I am definitely not an expert, so this is part comment, part question, and I am certain I don't know the answer.
Leather starts with a complex biological substance- the hide. It is then subjected to a series of processes to preserve it. These are relatively consistent, but definitely vary depending on the tannery, the properties of the hide, and the intended use of the leather. Waxes and oils are then returned to the leather using a wide variety fat liquors, under varying conditions, for varying times. For modern leather making techniques, at least the tanner is likely to know the chemical composition of the treatments used. For more traditional leather making, like shell cordovan, it is not clear that the tanners analyze the compounds they use, so even they may not know exactly what is in the mixtures they use. Not that they would tell you if they did.
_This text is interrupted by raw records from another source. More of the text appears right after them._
impl BridgeSession {
    // ── Lifecycle ────────────────────────────────────────────────────

    /// Open a session: resume from persisted state when present,
    /// otherwise register against `address`.
    ///
    /// Registering requires an address and a recent press of the
    /// bridge's sync button; it does not persist -- callers decide when
    /// the new session becomes durable.
    pub async fn open(
        name: &str,
        address: Option<&str>,
        store: BridgeStore,
        transport: &TransportConfig,
    ) -> Result<Self, CoreError> {
        match store.load(name)? {
            Some(state) => Self::resume(name, state, store, transport).await,
            None => {
                let address = address.ok_or_else(|| CoreError::SignIn {
                    message: format!("no stored state for bridge '{name}' and no address given"),
                })?;
                Self::register(name, address, store, transport).await
            }
        }
    }

    /// Resume from persisted state, refreshing the light list live.
    async fn resume(
        name: &str,
        state: PersistedBridge,
        store: BridgeStore,
        transport: &TransportConfig,
    ) -> Result<Self, CoreError> {
        let address = parse_address(&state.ip)?;
        let client = BridgeClient::new(address.clone(), transport)?;

        let mut session = Self {
            name: name.to_string(),
            address,
            username: Some(state.username),
            lights: state.lights,
            groups: state.groups,
            scenes: state.scenes,
            client,
            store,
        };

        // Stored light ids may be stale; refresh failure is fatal for
        // the invocation rather than acting on outdated ids.
        session.lights = session.refresh_lights().await?;
        // Re-persisting normalizes files written by older revisions.
        session.persist()?;
        Ok(session)
    }

    /// Pair against a reachable bridge address.
    pub async fn register(
        name: &str,
        address: &str,
        store: BridgeStore,
        transport: &TransportConfig,
    ) -> Result<Self, CoreError> {
        let address = parse_address(address)?;
        let client = BridgeClient::new(address.clone(), transport)?;

        debug!(name, %address, "registering with bridge");
        let username = client.pair(DEVICE_TYPE).await?;

        let mut session = Self {
            name: name.to_string(),
            address,
            username: Some(username),
            lights: BTreeMap::new(),
            groups: BTreeMap::new(),
            scenes: BTreeMap::new(),
            client,
            store,
        };
        session.lights = session.refresh_lights().await?;
        Ok(session)
    }

    // ── Accessors ────────────────────────────────────────────────────

    pub fn name(&self) -> &str {
        &self.name
    }

    pub fn address(&self) -> &Url {
        &self.address
    }

    /// Light name -> bridge-internal id, as of the last refresh.
    pub fn lights(&self) -> &BTreeMap<String, String> {
        &self.lights
    }

    pub fn groups(&self) -> &BTreeMap<String, Vec<String>> {
        &self.groups
    }

    pub fn scenes(&self) -> &BTreeMap<String, SceneState> {
        &self.scenes
    }

    fn require_username(&self) -> Result<&str, CoreError> {
        self.username.as_deref().ok_or_else(|| CoreError::SignIn {
            message: "not paired with the bridge yet".into(),
        })
    }

    // ── Persistence ──────────────────────────────────────────────────

    /// Serialize the session to its state file.
    ///
    /// Completeness check, not format validation: fails when address,
    /// username, lights, or name is empty/unset.
    pub fn persist(&self) -> Result<(), CoreError> {
        let username = self.username.as_deref().unwrap_or_default();
        if self.name.is_empty()
            || self.address.as_str().is_empty()
            || username.is_empty()
            || self.lights.is_empty()
        {
            return Err(CoreError::Serialize {
                message: "cannot persist an incomplete bridge session".into(),
            });
        }

        let state = PersistedBridge {
            ip: self.address.to_string(),
            username: username.to_string(),
            lights: self.lights.clone(),
            groups: self.groups.clone(),
            scenes: self.scenes.clone(),
        };
        self.store.save(&self.name, &state)
    }

    // ── Light queries ────────────────────────────────────────────────

    /// Fetch the live light list, returning a name -> id mapping.
    pub async fn refresh_lights(&self) -> Result<BTreeMap<String, String>, CoreError> {
        let username = self.require_username()?;
        let live = self.client.lights(username).await?;
        Ok(live
            .into_iter()
            .map(|(id, light)| (light.name, id))
            .collect())
    }

    /// Live per-light state for every known light, keyed by name.
    ///
    /// Lights that vanished from the bridge since the last refresh are
    /// simply absent from the result.
    async fn light_states(&self) -> Result<BTreeMap<String, LightState>, CoreError> {
        let username = self.require_username()?;
        let live = self.client.lights(username).await?;
        let mut states = BTreeMap::new();
        for (name, id) in &self.lights {
            if let Some(light) = live.get(id) {
                states.insert(name.clone(), light.state.clone());
            }
        }
        Ok(states)
    }

    // ── Power ────────────────────────────────────────────────────────

    /// Switch the named lights on or off, one request per light.
    pub async fn set_lights_power(
        &self,
        names: &[String],
        on: bool,
    ) -> Result<BatchOutcome, CoreError> {
        let username = self.require_username()?.to_string();
        let mut outcome = BatchOutcome::default();
        for name in names {
            match self.lights.get(name) {
                Some(id) => {
                    self.client
                        .set_light_state(&username, id, &StateUpdate::power(on))
                        .await?;
                    outcome.applied.push(name.clone());
                }
                None => {
                    warn!(light = %name, "unknown light name");
                    outcome.skipped.push(name.clone());
                }
            }
        }
        Ok(outcome)
    }

    /// Toggle each named light based on its live `on` flag.
    ///
    /// Names missing from live state, or whose state lacks an `on`
    /// flag, are skipped.
    pub async fn toggle_lights(&self, names: &[String]) -> Result<BatchOutcome, CoreError> {
        let username = self.require_username()?.to_string();
        let states = self.light_states().await?;

        let mut outcome = BatchOutcome::default();
        for name in names {
            let on = states.get(name).and_then(|state| state.on);
            match (self.lights.get(name), on) {
                (Some(id), Some(on)) => {
                    self.client
                        .set_light_state(&username, id, &StateUpdate::power(!on))
                        .await?;
                    outcome.applied.push(name.clone());
                }
                _ => {
                    warn!(light = %name, "light not connected to the bridge");
                    outcome.skipped.push(name.clone());
                }
            }
        }
        Ok(outcome)
    }

    // ── Attributes ───────────────────────────────────────────────────

    /// Set brightness/saturation/hue on the named lights.
    ///
    /// Brightness and saturation are clamped to 0..=100 percent and
    /// remapped to the device range; hue is clamped to 0..=65535. Only
    /// supplied attributes go on the wire.
    ///
    /// Post-condition: a supplied brightness <= 0 also powers the
    /// matched lights off, and any other supplied brightness powers
    /// them on (a separate power request preceding the attribute
    /// update). No power side effect when brightness is not supplied.
    pub async fn set_light_attributes(
        &self,
        names: &[String],
        levels: LightLevels,
    ) -> Result<BatchOutcome, CoreError> {
        let username = self.require_username()?.to_string();

        let update = StateUpdate {
            on: None,
            bri: levels.brightness.map(range::percent_to_device),
            sat: levels.saturation.map(range::percent_to_device),
            hue: levels
                .hue
                .map(|h| range::clamp(h, 0, range::HUE_MAX) as u16),
        };
        let power = levels.brightness.map(|b| b > 0);

        let mut outcome = BatchOutcome::default();
        for name in names {
            let Some(id) = self.lights.get(name) else {
                warn!(light = %name, "unknown light name");
                outcome.skipped.push(name.clone());
                continue;
            };
            if let Some(on) = power {
                self.client
                    .set_light_state(&username, id, &StateUpdate::power(on))
                    .await?;
            }
            if !update.is_empty() {
                self.client.set_light_state(&username, id, &update).await?;
            }
            outcome.applied.push(name.clone());
        }
        Ok(outcome)
    }

    /// Add deltas to the live attribute values of the named lights.
    ///
    /// Brightness and saturation deltas apply in percentage space, hue
    /// deltas in raw space. A delta targeting an attribute the light
    /// does not report fails before any write for that light. Values
    /// are not re-clamped here -- the write path clamps, so repeated
    /// increments saturate instead of wrapping.
    pub async fn increment_light_attributes(
        &self,
        names: &[String],
        deltas: LightLevels,
    ) -> Result<BatchOutcome, CoreError> {
        let states = self.light_states().await?;

        let mut outcome = BatchOutcome::default();
        for name in names {
            let Some(state) = states.get(name) else {
                warn!(light = %name, "light not connected to the bridge");
                outcome.skipped.push(name.clone());
                continue;
            };
            let levels = incremented_levels(name, state, deltas)?;
            outcome.merge(
                self.set_light_attributes(std::slice::from_ref(name), levels)
                    .await?,
            );
        }
        Ok(outcome)
    }

    // ── Groups ───────────────────────────────────────────────────────

    /// Create (or overwrite) a named group from the given light names.
    ///
    /// Members that don't resolve to a known light are skipped.
    pub async fn create_group(
        &mut self,
        group: &str,
        light_names: &[String],
    ) -> Result<BatchOutcome, CoreError> {
        let mut outcome = BatchOutcome::default();
        let mut members = Vec::new();
        for name in light_names {
            if self.lights.contains_key(name) {
                members.push(name.clone());
                outcome.applied.push(name.clone());
            } else {
                warn!(light = %name, group, "unknown light name, skipped");
                outcome.skipped.push(name.clone());
            }
        }
        self.groups.insert(group.to_string(), members);
        self.persist()?;
        Ok(outcome)
    }

    /// Remove a group, returning whether it existed. Persists either way.
    pub fn remove_group(&mut self, group: &str) -> Result<bool, CoreError> {
        let removed = self.groups.remove(group).is_some();
        self.persist()?;
        Ok(removed)
    }

    fn group_members(&self, group: &str) -> Result<Vec<String>, CoreError> {
        self.groups
            .get(group)
            .cloned()
            .ok_or_else(|| CoreError::GroupNotFound {
                name: group.to_string(),
            })
    }

    pub async fn set_group_power(&self, group: &str, on: bool) -> Result<BatchOutcome, CoreError> {
        let members = self.group_members(group)?;
        self.set_lights_power(&members, on).await
    }

    pub async fn toggle_group(&self, group: &str) -> Result<BatchOutcome, CoreError> {
        let members = self.group_members(group)?;
        self.toggle_lights(&members).await
    }

    pub async fn set_group_attributes(
        &self,
        group: &str,
        levels: LightLevels,
    ) -> Result<BatchOutcome, CoreError> {
        let members = self.group_members(group)?;
        self.set_light_attributes(&members, levels).await
    }

    pub async fn increment_group_attributes(
        &self,
        group: &str,
        deltas: LightLevels,
    ) -> Result<BatchOutcome, CoreError> {
        let members = self.group_members(group)?;
        self.increment_light_attributes(&members, deltas).await
    }

    // ── Scenes ───────────────────────────────────────────────────────

    /// Capture the live state of the named lights into a scene,
    /// overwriting any existing scene of that name.
    pub async fn save_scene(
        &mut self,
        scene: &str,
        light_names: &[String],
    ) -> Result<BatchOutcome, CoreError> {
        let states = self.light_states().await?;

        let mut captured = SceneState::new();
        let mut outcome = BatchOutcome::default();
        for name in light_names {
            match states.get(name) {
                Some(state) => {
                    captured.insert(
                        name.clone(),
                        SceneEntry {
                            bri: state.bri,
                            sat: state.sat,
                            hue: state.hue,
                        },
                    );
                    outcome.applied.push(name.clone());
                }
                None => {
                    warn!(light = %name, scene, "light not connected to the bridge");
                    outcome.skipped.push(name.clone());
                }
            }
        }
        self.scenes.insert(scene.to_string(), captured);
        self.persist()?;
        Ok(outcome)
    }

    /// Re-apply a captured scene light by light.
    ///
    /// Captured values are device-native; they convert back to
    /// percentage space so the attribute setter's clamping and power
    /// coupling hold. Lights that left the bridge since capture are
    /// skipped.
    pub async fn apply_scene(&self, scene: &str) -> Result<BatchOutcome, CoreError> {
        let entries = self
            .scenes
            .get(scene)
            .ok_or_else(|| CoreError::SceneNotFound {
                name: scene.to_string(),
            })?;

        let mut outcome = BatchOutcome::default();
        for (name, entry) in entries {
            let levels = LightLevels {
                brightness: entry.bri.map(range::device_to_percent),
                saturation: entry.sat.map(range::device_to_percent),
                hue: entry.hue.map(i64::from),
            };
            outcome.merge(
                self.set_light_attributes(std::slice::from_ref(name), levels)
                    .await?,
            );
        }
        Ok(outcome)
    }

    /// Remove a scene, returning whether it existed. Persists either way.
    pub fn remove_scene(&mut self, scene: &str) -> Result<bool, CoreError> {
        let removed = self.scenes.remove(scene).is_some();
        self.persist()?;
        Ok(removed)
    }
}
For after market treating leather, one would expect that the ideal substance to treat the leather might be designed to return to it whatever oils and waxes may have left the item over time. But this would depend not only on how it was made, but how it was treated once put into service.
Of course, it is also possible that the ideal restorative might not be the same material that was in the leather originally. Then the ideal substance would depend on all of the above, plus how the leather is to be used.
The consumer has nearly no chance of knowing any of this. Even the "how it was treated" part really means "what substances left the leather due to its treatment". Knowing this would require chemical extraction of the new and the use leather to figure out what had changed.
Given this, it seems unlikely that there possibly could be one compound that ideally restored leather, no matter what hide, how tanned, how fat liquored and how used.
People have used leather for thousands of years because it is very robust under the stresses to which we subject it. If it were that critical what to use once it is made, then we would have found something else.
I can imagine that a company that made conditioners and polishes, or a tanner, might have the resources and inclination to do this research. However, once knowing what was LIKELY to have left a particular batch of leather over time, this would not tell even the conditioner maker or tanner know how to treat a piece of leather with nothing known about it.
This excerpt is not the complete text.